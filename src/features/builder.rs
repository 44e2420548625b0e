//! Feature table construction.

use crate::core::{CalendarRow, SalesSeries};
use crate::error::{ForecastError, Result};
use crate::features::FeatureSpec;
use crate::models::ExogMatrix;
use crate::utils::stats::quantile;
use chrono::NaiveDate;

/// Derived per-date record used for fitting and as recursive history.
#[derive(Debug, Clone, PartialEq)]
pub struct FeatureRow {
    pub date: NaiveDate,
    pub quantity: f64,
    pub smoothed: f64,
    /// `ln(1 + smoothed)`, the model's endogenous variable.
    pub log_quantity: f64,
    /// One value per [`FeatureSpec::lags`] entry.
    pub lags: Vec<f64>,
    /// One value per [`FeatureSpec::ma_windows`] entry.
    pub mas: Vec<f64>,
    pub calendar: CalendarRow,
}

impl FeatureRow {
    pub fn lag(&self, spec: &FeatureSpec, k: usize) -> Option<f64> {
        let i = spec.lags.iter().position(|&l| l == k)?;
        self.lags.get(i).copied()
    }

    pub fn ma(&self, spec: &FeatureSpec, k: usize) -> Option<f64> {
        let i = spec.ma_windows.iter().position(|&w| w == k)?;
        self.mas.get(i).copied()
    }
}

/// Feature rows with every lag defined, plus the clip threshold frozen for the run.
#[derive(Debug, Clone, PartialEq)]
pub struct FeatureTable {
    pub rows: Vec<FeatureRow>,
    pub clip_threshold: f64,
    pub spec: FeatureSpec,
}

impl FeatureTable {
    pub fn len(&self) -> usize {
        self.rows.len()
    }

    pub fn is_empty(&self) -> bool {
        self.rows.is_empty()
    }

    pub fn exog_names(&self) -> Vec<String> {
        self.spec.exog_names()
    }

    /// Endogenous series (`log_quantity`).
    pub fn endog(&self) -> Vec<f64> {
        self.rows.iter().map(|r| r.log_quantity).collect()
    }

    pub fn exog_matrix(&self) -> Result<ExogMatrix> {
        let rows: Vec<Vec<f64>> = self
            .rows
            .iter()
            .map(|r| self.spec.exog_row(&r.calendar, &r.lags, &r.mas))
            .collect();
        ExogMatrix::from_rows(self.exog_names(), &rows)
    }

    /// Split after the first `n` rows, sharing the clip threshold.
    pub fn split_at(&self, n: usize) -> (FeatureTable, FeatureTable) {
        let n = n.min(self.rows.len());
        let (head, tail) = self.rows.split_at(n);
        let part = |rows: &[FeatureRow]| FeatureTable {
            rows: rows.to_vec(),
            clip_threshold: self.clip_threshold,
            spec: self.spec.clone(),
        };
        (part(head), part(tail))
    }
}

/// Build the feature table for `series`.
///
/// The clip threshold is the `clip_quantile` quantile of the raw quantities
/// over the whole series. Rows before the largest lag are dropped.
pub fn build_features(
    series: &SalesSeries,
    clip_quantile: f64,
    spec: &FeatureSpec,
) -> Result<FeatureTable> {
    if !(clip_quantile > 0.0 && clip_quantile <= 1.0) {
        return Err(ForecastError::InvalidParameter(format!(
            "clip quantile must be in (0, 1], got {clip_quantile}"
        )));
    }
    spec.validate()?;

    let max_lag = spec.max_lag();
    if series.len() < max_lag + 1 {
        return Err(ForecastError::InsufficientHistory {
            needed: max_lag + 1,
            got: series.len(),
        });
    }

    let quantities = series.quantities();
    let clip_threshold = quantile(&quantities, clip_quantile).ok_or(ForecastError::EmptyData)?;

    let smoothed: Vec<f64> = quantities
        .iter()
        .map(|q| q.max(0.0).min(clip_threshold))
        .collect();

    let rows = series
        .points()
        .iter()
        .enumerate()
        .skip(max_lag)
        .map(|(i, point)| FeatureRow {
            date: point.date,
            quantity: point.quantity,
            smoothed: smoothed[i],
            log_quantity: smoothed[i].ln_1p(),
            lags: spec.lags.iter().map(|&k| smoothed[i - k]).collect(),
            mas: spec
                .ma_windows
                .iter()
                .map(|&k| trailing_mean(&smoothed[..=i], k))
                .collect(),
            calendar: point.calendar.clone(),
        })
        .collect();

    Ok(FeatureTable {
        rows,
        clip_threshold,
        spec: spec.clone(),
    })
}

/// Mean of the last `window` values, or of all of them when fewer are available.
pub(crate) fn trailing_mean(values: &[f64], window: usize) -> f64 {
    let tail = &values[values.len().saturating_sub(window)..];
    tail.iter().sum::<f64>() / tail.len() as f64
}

*Activity*: Please count the lines in the material above that hold the word "crate", and give only the total.

*Completed exercise*: 6